Penulis : Windry Ramadhina
Penerbit : Gagasmedia
Terbit : 2013
Tebal : x + 330 hlm
ISBN : 979 – 780 – 653 – 7
Harga : Rp. 52.000
Terkadang, cinta punya jawabannya sendiri
untuk setiap kisah yang dimulainya. Dia bisa saja muncul dengan mengejutkan dan
tak terduga. Atau membuatkan kita kisah yang penuh misteri atau penuh dengan
keajaiban. Yah, inilah London, kisah Gilang yang mencari cinta di antara
muramnya London dan hujan yang akhirnya menjawab cintanya.
“Oke, teman-teman. Sudah kuputuskan. Aku akan
mengejar Ning ke London.” – Gilang –
Hlm. 28
Itulah yang diracaukan Gilang saat sebelum dia
teler karena bergelas-gelas Jack Daniel’s di Bureau. Dan perjalanannya mengejar
cinta Ning, dimulai.
Ning adalah sababat Gilang sejak kecil. Mereka
selalu bersama sampai-sampai Gilang perlu waktu cukup lama untuk menyadari
perasaannya pada Ning─bukan lagi perasaan sekedar persahabatan, namun sudah
berubah menjadi cinta.

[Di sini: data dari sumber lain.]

//! Result of a store mutation.
//!
//! Every mutation reports what it did. Invalid input never panics: it is
//! either ignored (nothing to do, e.g. the target is gone) or rejected (the
//! request would break a tree invariant).

use element::ElementId;
use serde::{Deserialize, Serialize};
use thiserror::Error;

/// What a mutation did.
#[derive(Clone, Debug, PartialEq, Eq)]
pub enum Outcome {
    /// The mutation changed the store.
    Applied(Effect),
    /// Nothing to do; the store is unchanged.
    Ignored(IgnoreReason),
    /// The request was refused; the store is unchanged.
    Rejected(RejectReason),
}

impl Outcome {
    pub fn is_applied(&self) -> bool {
        matches!(self, Self::Applied(_))
    }

    pub fn is_ignored(&self) -> bool {
        matches!(self, Self::Ignored(_))
    }

    pub fn is_rejected(&self) -> bool {
        matches!(self, Self::Rejected(_))
    }

    pub fn effect(&self) -> Option<&Effect> {
        match self {
            Self::Applied(effect) => Some(effect),
            _ => None,
        }
    }

    /// Id of the element an add or duplicate created.
    pub fn created_id(&self) -> Option<ElementId> {
        match self {
            Self::Applied(Effect::Added { id, .. }) => Some(*id),
            Self::Applied(Effect::Duplicated { clone, .. }) => Some(*clone),
            _ => None,
        }
    }

    pub(crate) fn not_found(id: ElementId) -> Self {
        Self::Ignored(IgnoreReason::NotFound { id })
    }
}

/// Description of an applied mutation.
#[derive(Clone, Debug, PartialEq, Eq, Serialize, Deserialize)]
#[serde(tag = "effect", rename_all = "snake_case")]
pub enum Effect {
    Added {
        id: ElementId,
        parent: Option<ElementId>,
        index: usize,
    },
    Updated {
        id: ElementId,
    },
    /// `ids` lists the removed element and all its descendants.
    Removed {
        ids: Vec<ElementId>,
    },
    Duplicated {
        source: ElementId,
        clone: ElementId,
        /// Every id in the cloned subtree, in pre-order.
        created: Vec<ElementId>,
    },
    Reordered {
        parent: Option<ElementId>,
        from: usize,
        to: usize,
    },
    Moved {
        id: ElementId,
        from: Option<ElementId>,
        to: Option<ElementId>,
        index: usize,
    },
    Selected {
        id: Option<ElementId>,
    },
    SettingsUpdated,
}

/// Why a mutation did nothing.
#[derive(Clone, Debug, Error, PartialEq, Eq, Serialize, Deserialize)]
#[serde(tag = "kind", rename_all = "snake_case")]
pub enum IgnoreReason {
    #[error("element {id} not found")]
    NotFound { id: ElementId },

    #[error("already in the requested state")]
    Unchanged,

    #[error("index {index} out of range for {len} children")]
    IndexOutOfRange { index: usize, len: usize },

    #[error("drag ended without a drop target")]
    NoDropTarget,

    #[error("no drag in progress")]
    NoActiveDrag,

    #[error("no element selected")]
    NoSelection,
}

/// Why a mutation was refused.
#[derive(Clone, Debug, Error, PartialEq, Eq, Serialize, Deserialize)]
#[serde(tag = "kind", rename_all = "snake_case")]
pub enum RejectReason {
    #[error("element {id} cannot hold children")]
    NotAContainer { id: ElementId },

    #[error("cannot move {id} into {target}: target is the element or one of its descendants")]
    Cycle { id: ElementId, target: ElementId },

    #[error("element id {id} is already in the tree")]
    DuplicateId { id: ElementId },

    #[error("attribute `{key}` cannot be changed")]
    ImmutableField { key: String },

    #[error("unknown attribute `{key}`")]
    UnknownAttribute { key: String },

    #[error("invalid field name `{name}` (allowed: A-Z a-z 0-9 _)")]
    InvalidName { name: String },

    #[error("input fields need a name")]
    MissingName,

    #[error("invalid attributes: {message}")]
    InvalidAttributes { message: String },
}

impl From<element::PatchError> for RejectReason {
    fn from(error: element::PatchError) -> Self {
        use element::PatchError;
        match error {
            PatchError::ImmutableField(key) => Self::ImmutableField { key },
            PatchError::UnknownAttribute(key) => Self::UnknownAttribute { key },
            error @ PatchError::NotAnObject => Self::InvalidAttributes {
                message: error.to_string(),
            },
            PatchError::Invalid(message) => Self::InvalidAttributes { message },
        }
    }
}
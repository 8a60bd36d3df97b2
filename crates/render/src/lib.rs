//! Canonical rendering projection.
//!
//! [`project`] turns an element tree and its settings into a [`RenderTree`]
//! with widths, spacing, nesting, field bindings and selection chrome
//! already computed. Outputs differ only in the [`Capabilities`] they pass.

mod node;
mod project;
pub mod style;

pub use node::{Chrome, Content, FieldBinding, InputType, RenderNode, RenderTree, SubmitButton};
pub use project::{project, project_store, Capabilities};
pub use style::{Declaration, Style};
//! Command and query interface for the form builder.
//!
//! This crate defines the typed command language for all builder operations.
//! Commands represent user intent and are:
//! - Serializable (for recording, scripting, external tools)
//! - Intent-based (what to do, not how to do it)
//! - Reported uniformly as success, ignored or rejected
//!
//! # Example
//! ```ignore
//! use api::{Command, execute_command};
//!
//! let cmd = Command::AddElement {
//!     kind: ElementKind::Email,
//!     parent: None,
//!     index: None,
//!     attributes: ElementPatch::new().set("required", true),
//! };
//! let result = execute_command(&mut store, cmd);
//! ```

mod command;
mod executor;
mod query;
mod target;

pub use command::*;
pub use executor::{execute_command, execute_query};
pub use query::*;
pub use target::*;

Sayang, Gilang tak juga berani mengatakan perasaan itu
meski dia tahu Ning akan pergi ke London, dan entah kapan dia punya kesempatan
menyatakan perasaannya.
"Maka,
atas nama cinta yang membebaskan, aku membiarkan gadisku terbang mengejar
mimpinya." – Gilang – Hlm. 87
Sekarang, setelah Ning jauh di bagian dunia
lain, Gilang benar-benar ingin Ning tahu perasaannya, bukan lewat Yahoo! Messenger, telepon, atau bahkan
sekedar email. Dia ingin mengatakan langsung di depan Ning.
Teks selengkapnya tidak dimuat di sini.